Information supplied Start Marker
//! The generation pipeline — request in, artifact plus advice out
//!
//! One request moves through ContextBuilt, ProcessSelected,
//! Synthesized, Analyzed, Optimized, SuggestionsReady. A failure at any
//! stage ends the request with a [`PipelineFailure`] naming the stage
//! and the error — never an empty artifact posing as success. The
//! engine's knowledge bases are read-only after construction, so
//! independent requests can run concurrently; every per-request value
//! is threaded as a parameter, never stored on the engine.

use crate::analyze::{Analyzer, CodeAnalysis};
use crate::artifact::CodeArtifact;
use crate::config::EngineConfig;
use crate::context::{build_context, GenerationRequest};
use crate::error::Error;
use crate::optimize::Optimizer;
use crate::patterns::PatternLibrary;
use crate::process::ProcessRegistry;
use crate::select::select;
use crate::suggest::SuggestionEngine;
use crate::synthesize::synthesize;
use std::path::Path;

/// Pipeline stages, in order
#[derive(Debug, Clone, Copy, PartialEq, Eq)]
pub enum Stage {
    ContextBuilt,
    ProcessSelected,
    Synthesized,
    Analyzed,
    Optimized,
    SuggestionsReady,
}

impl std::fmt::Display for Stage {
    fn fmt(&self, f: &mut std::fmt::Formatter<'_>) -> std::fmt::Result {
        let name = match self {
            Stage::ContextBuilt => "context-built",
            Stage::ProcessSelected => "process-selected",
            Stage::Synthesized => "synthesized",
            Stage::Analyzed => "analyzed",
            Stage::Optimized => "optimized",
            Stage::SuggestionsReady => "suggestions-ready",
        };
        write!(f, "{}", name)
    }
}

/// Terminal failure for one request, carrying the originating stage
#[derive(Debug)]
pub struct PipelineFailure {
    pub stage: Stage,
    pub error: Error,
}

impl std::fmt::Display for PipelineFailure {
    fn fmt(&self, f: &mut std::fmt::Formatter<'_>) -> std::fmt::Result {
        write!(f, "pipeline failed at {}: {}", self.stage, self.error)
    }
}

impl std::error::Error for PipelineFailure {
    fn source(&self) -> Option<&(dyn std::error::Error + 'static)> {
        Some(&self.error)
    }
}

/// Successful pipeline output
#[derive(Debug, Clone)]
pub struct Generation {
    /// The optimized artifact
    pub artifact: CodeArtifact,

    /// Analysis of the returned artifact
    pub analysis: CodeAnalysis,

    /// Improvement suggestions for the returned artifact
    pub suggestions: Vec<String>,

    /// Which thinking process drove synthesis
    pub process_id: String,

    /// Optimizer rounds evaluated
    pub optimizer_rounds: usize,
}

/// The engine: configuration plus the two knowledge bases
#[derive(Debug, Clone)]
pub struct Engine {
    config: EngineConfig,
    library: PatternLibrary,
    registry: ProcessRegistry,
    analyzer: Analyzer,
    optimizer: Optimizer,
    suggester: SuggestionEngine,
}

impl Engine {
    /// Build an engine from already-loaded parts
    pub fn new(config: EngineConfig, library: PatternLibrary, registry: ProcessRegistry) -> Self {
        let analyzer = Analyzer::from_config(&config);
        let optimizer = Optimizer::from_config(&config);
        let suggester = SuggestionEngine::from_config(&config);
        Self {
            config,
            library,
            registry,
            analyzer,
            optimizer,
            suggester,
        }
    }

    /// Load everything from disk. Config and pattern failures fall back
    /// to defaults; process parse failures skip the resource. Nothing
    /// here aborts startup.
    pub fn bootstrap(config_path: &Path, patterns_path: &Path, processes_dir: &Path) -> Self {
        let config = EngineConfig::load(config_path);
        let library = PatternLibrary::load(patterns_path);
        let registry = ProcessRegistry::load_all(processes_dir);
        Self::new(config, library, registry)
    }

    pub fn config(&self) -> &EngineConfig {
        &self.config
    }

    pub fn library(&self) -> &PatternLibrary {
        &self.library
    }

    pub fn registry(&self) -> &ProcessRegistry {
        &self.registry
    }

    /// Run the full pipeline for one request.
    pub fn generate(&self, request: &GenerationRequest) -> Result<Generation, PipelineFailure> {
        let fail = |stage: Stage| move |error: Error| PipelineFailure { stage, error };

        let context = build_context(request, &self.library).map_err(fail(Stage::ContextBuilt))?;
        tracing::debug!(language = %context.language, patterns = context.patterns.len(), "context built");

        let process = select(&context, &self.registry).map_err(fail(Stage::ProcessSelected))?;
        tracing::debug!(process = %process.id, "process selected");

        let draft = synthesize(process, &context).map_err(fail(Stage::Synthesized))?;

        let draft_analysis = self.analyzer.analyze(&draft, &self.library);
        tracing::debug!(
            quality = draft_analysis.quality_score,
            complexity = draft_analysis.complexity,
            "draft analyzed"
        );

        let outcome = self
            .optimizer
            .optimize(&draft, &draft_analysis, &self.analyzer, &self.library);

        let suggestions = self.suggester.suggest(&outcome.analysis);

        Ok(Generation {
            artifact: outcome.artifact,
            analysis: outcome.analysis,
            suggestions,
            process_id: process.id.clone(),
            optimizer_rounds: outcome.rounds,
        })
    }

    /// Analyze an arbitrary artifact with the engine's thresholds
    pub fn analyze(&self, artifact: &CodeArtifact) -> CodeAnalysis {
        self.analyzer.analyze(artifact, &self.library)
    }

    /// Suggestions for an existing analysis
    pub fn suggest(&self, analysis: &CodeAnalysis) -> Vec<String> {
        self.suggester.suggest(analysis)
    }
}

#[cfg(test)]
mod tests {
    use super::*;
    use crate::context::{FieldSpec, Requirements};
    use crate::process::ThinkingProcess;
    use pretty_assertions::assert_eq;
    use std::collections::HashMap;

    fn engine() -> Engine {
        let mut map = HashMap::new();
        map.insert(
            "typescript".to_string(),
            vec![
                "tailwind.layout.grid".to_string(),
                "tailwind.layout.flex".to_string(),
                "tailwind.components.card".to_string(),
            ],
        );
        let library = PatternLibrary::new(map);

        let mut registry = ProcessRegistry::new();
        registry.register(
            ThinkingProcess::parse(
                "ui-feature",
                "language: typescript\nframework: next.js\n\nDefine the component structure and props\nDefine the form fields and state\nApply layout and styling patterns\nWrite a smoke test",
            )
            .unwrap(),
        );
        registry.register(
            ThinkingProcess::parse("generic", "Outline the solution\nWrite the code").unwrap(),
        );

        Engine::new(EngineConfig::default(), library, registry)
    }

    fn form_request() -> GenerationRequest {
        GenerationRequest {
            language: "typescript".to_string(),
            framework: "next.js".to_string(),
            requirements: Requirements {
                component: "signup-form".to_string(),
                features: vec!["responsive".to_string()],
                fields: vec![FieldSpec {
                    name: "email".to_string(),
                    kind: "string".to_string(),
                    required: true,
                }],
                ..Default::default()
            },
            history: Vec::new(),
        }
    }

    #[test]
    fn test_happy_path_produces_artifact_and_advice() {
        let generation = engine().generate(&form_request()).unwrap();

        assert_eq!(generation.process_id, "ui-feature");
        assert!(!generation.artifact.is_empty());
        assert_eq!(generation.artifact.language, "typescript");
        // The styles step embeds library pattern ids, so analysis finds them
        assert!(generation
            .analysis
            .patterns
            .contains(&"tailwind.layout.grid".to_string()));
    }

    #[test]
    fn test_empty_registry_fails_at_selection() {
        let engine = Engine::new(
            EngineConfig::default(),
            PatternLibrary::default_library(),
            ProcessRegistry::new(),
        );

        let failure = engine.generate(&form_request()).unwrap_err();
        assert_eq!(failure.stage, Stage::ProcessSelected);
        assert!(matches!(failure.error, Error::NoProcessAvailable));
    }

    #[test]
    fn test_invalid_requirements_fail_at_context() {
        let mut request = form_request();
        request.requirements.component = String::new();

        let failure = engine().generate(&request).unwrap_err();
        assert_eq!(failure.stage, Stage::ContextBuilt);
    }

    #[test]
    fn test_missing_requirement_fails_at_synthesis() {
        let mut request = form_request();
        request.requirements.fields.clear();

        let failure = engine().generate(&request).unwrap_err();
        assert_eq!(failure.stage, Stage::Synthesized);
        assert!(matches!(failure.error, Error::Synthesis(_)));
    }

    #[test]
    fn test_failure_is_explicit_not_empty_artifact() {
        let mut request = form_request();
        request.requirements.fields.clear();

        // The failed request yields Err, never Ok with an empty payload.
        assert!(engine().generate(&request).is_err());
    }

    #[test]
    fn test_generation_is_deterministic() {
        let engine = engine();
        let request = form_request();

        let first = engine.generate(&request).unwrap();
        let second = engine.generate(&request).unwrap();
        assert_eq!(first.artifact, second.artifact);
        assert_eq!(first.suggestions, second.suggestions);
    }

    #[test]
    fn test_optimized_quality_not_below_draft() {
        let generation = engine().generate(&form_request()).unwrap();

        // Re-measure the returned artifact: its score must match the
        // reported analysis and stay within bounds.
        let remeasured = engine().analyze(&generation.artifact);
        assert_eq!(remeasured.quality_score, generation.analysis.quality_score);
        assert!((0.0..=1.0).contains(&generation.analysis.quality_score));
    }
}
Information supplied End Marker
Information supplied Start Marker
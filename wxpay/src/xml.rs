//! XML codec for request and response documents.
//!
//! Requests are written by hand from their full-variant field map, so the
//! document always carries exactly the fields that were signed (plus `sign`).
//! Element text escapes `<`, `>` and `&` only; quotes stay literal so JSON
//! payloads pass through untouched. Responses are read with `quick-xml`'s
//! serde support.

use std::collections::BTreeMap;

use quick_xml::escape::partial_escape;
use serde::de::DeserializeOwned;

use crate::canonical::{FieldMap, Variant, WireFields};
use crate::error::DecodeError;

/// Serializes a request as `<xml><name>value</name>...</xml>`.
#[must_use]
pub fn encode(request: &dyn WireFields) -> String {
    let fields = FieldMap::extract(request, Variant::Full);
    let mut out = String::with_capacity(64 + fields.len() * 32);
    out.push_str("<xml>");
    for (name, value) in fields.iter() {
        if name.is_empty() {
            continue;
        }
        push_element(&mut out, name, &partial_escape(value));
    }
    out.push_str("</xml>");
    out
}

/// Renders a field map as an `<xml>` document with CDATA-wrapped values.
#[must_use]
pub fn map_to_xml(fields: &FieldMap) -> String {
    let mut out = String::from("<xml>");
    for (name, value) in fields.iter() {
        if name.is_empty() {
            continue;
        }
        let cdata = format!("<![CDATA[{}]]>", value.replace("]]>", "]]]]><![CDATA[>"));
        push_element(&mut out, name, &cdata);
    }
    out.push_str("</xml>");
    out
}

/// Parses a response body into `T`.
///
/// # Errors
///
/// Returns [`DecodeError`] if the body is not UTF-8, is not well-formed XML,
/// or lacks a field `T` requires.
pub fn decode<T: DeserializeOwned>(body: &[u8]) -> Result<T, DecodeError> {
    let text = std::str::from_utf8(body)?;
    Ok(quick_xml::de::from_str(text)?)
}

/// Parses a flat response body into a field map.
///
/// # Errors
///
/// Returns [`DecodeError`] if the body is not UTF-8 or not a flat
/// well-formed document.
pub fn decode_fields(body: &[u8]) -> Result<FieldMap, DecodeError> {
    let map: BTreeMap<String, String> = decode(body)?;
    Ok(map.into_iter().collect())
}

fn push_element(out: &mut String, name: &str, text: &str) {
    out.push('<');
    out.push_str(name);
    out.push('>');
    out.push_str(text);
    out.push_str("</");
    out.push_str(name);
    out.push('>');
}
Information supplied End Marker
Look above for the line holding "plus advice out", then set down exactly that line and every line after it up to and including the line holding "of the returned artifact", with nothing else.

//! The generation pipeline — request in, artifact plus advice out
//!
//! One request moves through ContextBuilt, ProcessSelected,
//! Synthesized, Analyzed, Optimized, SuggestionsReady. A failure at any
//! stage ends the request with a [`PipelineFailure`] naming the stage
//! and the error — never an empty artifact posing as success. The
//! engine's knowledge bases are read-only after construction, so
//! independent requests can run concurrently; every per-request value
//! is threaded as a parameter, never stored on the engine.

use crate::analyze::{Analyzer, CodeAnalysis};
use crate::artifact::CodeArtifact;
use crate::config::EngineConfig;
use crate::context::{build_context, GenerationRequest};
use crate::error::Error;
use crate::optimize::Optimizer;
use crate::patterns::PatternLibrary;
use crate::process::ProcessRegistry;
use crate::select::select;
use crate::suggest::SuggestionEngine;
use crate::synthesize::synthesize;
use std::path::Path;

/// Pipeline stages, in order
#[derive(Debug, Clone, Copy, PartialEq, Eq)]
pub enum Stage {
    ContextBuilt,
    ProcessSelected,
    Synthesized,
    Analyzed,
    Optimized,
    SuggestionsReady,
}

impl std::fmt::Display for Stage {
    fn fmt(&self, f: &mut std::fmt::Formatter<'_>) -> std::fmt::Result {
        let name = match self {
            Stage::ContextBuilt => "context-built",
            Stage::ProcessSelected => "process-selected",
            Stage::Synthesized => "synthesized",
            Stage::Analyzed => "analyzed",
            Stage::Optimized => "optimized",
            Stage::SuggestionsReady => "suggestions-ready",
        };
        write!(f, "{}", name)
    }
}

/// Terminal failure for one request, carrying the originating stage
#[derive(Debug)]
pub struct PipelineFailure {
    pub stage: Stage,
    pub error: Error,
}

impl std::fmt::Display for PipelineFailure {
    fn fmt(&self, f: &mut std::fmt::Formatter<'_>) -> std::fmt::Result {
        write!(f, "pipeline failed at {}: {}", self.stage, self.error)
    }
}

impl std::error::Error for PipelineFailure {
    fn source(&self) -> Option<&(dyn std::error::Error + 'static)> {
        Some(&self.error)
    }
}

/// Successful pipeline output
#[derive(Debug, Clone)]
pub struct Generation {
    /// The optimized artifact
    pub artifact: CodeArtifact,

    /// Analysis of the returned artifact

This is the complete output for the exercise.